Prompt:
Every record must be copied out exactly.

Top of Exercise materials

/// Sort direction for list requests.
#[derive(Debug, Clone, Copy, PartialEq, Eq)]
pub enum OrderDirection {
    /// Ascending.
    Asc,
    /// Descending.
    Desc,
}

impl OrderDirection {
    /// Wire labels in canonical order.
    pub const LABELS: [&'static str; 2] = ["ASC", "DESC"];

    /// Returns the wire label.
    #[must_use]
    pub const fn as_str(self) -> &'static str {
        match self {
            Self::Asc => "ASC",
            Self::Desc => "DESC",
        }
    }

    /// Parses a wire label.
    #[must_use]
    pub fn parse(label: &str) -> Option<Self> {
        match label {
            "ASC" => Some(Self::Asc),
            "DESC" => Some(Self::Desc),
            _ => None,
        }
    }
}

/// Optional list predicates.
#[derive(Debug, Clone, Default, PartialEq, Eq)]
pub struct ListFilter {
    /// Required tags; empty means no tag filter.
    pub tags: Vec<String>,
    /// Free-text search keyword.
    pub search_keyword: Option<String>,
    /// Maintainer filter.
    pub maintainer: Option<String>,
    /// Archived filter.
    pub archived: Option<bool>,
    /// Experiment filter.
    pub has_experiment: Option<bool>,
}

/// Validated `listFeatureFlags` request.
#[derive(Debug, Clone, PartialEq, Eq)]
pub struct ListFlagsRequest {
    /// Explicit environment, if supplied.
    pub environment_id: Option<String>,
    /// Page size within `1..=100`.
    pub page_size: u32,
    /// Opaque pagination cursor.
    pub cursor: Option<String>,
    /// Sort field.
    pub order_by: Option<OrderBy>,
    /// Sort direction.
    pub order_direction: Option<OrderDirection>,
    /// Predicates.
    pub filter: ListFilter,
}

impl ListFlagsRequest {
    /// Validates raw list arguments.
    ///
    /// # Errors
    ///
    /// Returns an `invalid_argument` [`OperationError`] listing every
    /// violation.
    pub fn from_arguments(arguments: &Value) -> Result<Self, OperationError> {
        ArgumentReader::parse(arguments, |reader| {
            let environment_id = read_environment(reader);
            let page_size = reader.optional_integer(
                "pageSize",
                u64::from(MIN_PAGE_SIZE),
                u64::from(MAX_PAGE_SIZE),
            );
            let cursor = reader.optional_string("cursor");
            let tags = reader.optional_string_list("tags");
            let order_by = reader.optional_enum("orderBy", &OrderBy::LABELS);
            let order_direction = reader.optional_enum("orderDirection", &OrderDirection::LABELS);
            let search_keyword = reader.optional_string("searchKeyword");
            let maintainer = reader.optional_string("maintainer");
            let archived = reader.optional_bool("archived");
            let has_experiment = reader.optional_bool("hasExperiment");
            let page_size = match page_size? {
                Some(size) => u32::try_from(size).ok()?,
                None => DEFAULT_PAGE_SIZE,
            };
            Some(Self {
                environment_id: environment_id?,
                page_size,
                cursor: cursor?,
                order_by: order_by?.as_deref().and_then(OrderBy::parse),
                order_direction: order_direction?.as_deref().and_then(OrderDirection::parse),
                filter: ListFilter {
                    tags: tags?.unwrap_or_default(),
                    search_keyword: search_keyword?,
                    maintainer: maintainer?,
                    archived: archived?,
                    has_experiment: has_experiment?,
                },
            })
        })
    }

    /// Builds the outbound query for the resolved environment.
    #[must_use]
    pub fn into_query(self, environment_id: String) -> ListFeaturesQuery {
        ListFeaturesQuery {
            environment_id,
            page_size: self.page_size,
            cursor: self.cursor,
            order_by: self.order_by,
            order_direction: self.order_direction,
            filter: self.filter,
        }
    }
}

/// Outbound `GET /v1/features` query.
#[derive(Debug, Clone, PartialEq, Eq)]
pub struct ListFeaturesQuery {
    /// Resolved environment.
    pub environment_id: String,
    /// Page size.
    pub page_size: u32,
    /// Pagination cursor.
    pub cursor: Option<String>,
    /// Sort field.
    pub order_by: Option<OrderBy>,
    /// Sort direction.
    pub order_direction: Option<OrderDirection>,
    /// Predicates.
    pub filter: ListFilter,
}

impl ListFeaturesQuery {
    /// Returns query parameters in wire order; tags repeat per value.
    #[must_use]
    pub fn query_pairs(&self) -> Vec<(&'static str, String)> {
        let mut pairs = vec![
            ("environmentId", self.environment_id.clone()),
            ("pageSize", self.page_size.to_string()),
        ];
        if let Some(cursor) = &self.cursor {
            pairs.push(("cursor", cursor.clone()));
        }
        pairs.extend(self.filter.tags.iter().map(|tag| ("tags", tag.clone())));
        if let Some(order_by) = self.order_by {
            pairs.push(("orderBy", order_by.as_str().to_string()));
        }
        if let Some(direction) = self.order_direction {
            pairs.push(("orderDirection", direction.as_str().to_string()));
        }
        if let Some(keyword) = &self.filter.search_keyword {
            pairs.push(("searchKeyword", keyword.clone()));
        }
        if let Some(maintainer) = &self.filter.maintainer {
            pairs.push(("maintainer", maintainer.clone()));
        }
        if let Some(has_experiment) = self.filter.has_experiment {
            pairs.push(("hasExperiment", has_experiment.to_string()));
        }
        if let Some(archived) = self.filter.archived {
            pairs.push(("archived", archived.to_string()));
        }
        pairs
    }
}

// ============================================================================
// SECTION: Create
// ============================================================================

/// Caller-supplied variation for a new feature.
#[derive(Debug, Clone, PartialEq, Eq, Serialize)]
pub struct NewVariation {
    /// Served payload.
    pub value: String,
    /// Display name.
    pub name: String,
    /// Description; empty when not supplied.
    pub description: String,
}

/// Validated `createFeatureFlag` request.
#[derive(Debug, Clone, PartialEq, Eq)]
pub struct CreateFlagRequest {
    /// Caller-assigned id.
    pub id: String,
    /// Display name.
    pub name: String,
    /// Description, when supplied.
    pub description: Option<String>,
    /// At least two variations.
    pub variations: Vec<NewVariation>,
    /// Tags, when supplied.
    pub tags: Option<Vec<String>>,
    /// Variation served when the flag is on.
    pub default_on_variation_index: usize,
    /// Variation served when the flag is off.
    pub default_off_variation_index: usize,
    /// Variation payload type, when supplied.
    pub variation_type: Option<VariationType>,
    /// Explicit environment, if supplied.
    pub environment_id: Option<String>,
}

Bottom of Exercise materials

Task response:
/// Sort direction for list requests.
#[derive(Debug, Clone, Copy, PartialEq, Eq)]
pub enum OrderDirection {
    /// Ascending.
    Asc,
    /// Descending.
    Desc,
}

impl OrderDirection {
    /// Wire labels in canonical order.
    pub const LABELS: [&'static str; 2] = ["ASC", "DESC"];

    /// Returns the wire label.
    #[must_use]
    pub const fn as_str(self) -> &'static str {
        match self {
            Self::Asc => "ASC",
            Self::Desc => "DESC",
        }
    }

    /// Parses a wire label.
    #[must_use]
    pub fn parse(label: &str) -> Option<Self> {
        match label {
            "ASC" => Some(Self::Asc),
            "DESC" => Some(Self::Desc),
            _ => None,
        }
    }
}

/// Optional list predicates.
#[derive(Debug, Clone, Default, PartialEq, Eq)]
pub struct ListFilter {
    /// Required tags; empty means no tag filter.
    pub tags: Vec<String>,
    /// Free-text search keyword.
    pub search_keyword: Option<String>,
    /// Maintainer filter.
    pub maintainer: Option<String>,
    /// Archived filter.
    pub archived: Option<bool>,
    /// Experiment filter.
    pub has_experiment: Option<bool>,
}

/// Validated `listFeatureFlags` request.
#[derive(Debug, Clone, PartialEq, Eq)]
pub struct ListFlagsRequest {
    /// Explicit environment, if supplied.
    pub environment_id: Option<String>,
    /// Page size within `1..=100`.
    pub page_size: u32,
    /// Opaque pagination cursor.
    pub cursor: Option<String>,
    /// Sort field.
    pub order_by: Option<OrderBy>,
    /// Sort direction.
    pub order_direction: Option<OrderDirection>,
    /// Predicates.
    pub filter: ListFilter,
}

impl ListFlagsRequest {
    /// Validates raw list arguments.
    ///
    /// # Errors
    ///
    /// Returns an `invalid_argument` [`OperationError`] listing every
    /// violation.
    pub fn from_arguments(arguments: &Value) -> Result<Self, OperationError> {
        ArgumentReader::parse(arguments, |reader| {
            let environment_id = read_environment(reader);
            let page_size = reader.optional_integer(
                "pageSize",
                u64::from(MIN_PAGE_SIZE),
                u64::from(MAX_PAGE_SIZE),
            );
            let cursor = reader.optional_string("cursor");
            let tags = reader.optional_string_list("tags");
            let order_by = reader.optional_enum("orderBy", &OrderBy::LABELS);
            let order_direction = reader.optional_enum("orderDirection", &OrderDirection::LABELS);
            let search_keyword = reader.optional_string("searchKeyword");
            let maintainer = reader.optional_string("maintainer");
            let archived = reader.optional_bool("archived");
            let has_experiment = reader.optional_bool("hasExperiment");
            let page_size = match page_size? {
                Some(size) => u32::try_from(size).ok()?,
                None => DEFAULT_PAGE_SIZE,
            };
            Some(Self {
                environment_id: environment_id?,
                page_size,
                cursor: cursor?,
                order_by: order_by?.as_deref().and_then(OrderBy::parse),
                order_direction: order_direction?.as_deref().and_then(OrderDirection::parse),
                filter: ListFilter {
                    tags: tags?.unwrap_or_default(),
                    search_keyword: search_keyword?,
                    maintainer: maintainer?,
                    archived: archived?,
                    has_experiment: has_experiment?,
                },
            })
        })
    }

    /// Builds the outbound query for the resolved environment.
    #[must_use]
    pub fn into_query(self, environment_id: String) -> ListFeaturesQuery {
        ListFeaturesQuery {
            environment_id,
            page_size: self.page_size,
            cursor: self.cursor,
            order_by: self.order_by,
            order_direction: self.order_direction,
            filter: self.filter,
        }
    }
}

/// Outbound `GET /v1/features` query.
#[derive(Debug, Clone, PartialEq, Eq)]
pub struct ListFeaturesQuery {
    /// Resolved environment.
    pub environment_id: String,
    /// Page size.
    pub page_size: u32,
    /// Pagination cursor.
    pub cursor: Option<String>,
    /// Sort field.
    pub order_by: Option<OrderBy>,
    /// Sort direction.
    pub order_direction: Option<OrderDirection>,
    /// Predicates.
    pub filter: ListFilter,
}

impl ListFeaturesQuery {
    /// Returns query parameters in wire order; tags repeat per value.
    #[must_use]
    pub fn query_pairs(&self) -> Vec<(&'static str, String)> {
        let mut pairs = vec![
            ("environmentId", self.environment_id.clone()),
            ("pageSize", self.page_size.to_string()),
        ];
        if let Some(cursor) = &self.cursor {
            pairs.push(("cursor", cursor.clone()));
        }
        pairs.extend(self.filter.tags.iter().map(|tag| ("tags", tag.clone())));
        if let Some(order_by) = self.order_by {
            pairs.push(("orderBy", order_by.as_str().to_string()));
        }
        if let Some(direction) = self.order_direction {
            pairs.push(("orderDirection", direction.as_str().to_string()));
        }
        if let Some(keyword) = &self.filter.search_keyword {
            pairs.push(("searchKeyword", keyword.clone()));
        }
        if let Some(maintainer) = &self.filter.maintainer {
            pairs.push(("maintainer", maintainer.clone()));
        }
        if let Some(has_experiment) = self.filter.has_experiment {
            pairs.push(("hasExperiment", has_experiment.to_string()));
        }
        if let Some(archived) = self.filter.archived {
            pairs.push(("archived", archived.to_string()));
        }
        pairs
    }
}

// ============================================================================
// SECTION: Create
// ============================================================================

/// Caller-supplied variation for a new feature.
#[derive(Debug, Clone, PartialEq, Eq, Serialize)]
pub struct NewVariation {
    /// Served payload.
    pub value: String,
    /// Display name.
    pub name: String,
    /// Description; empty when not supplied.
    pub description: String,
}

/// Validated `createFeatureFlag` request.
#[derive(Debug, Clone, PartialEq, Eq)]
pub struct CreateFlagRequest {
    /// Caller-assigned id.
    pub id: String,
    /// Display name.
    pub name: String,
    /// Description, when supplied.
    pub description: Option<String>,
    /// At least two variations.
    pub variations: Vec<NewVariation>,
    /// Tags, when supplied.
    pub tags: Option<Vec<String>>,
    /// Variation served when the flag is on.
    pub default_on_variation_index: usize,
    /// Variation served when the flag is off.
    pub default_off_variation_index: usize,
    /// Variation payload type, when supplied.
    pub variation_type: Option<VariationType>,
    /// Explicit environment, if supplied.
    pub environment_id: Option<String>,
}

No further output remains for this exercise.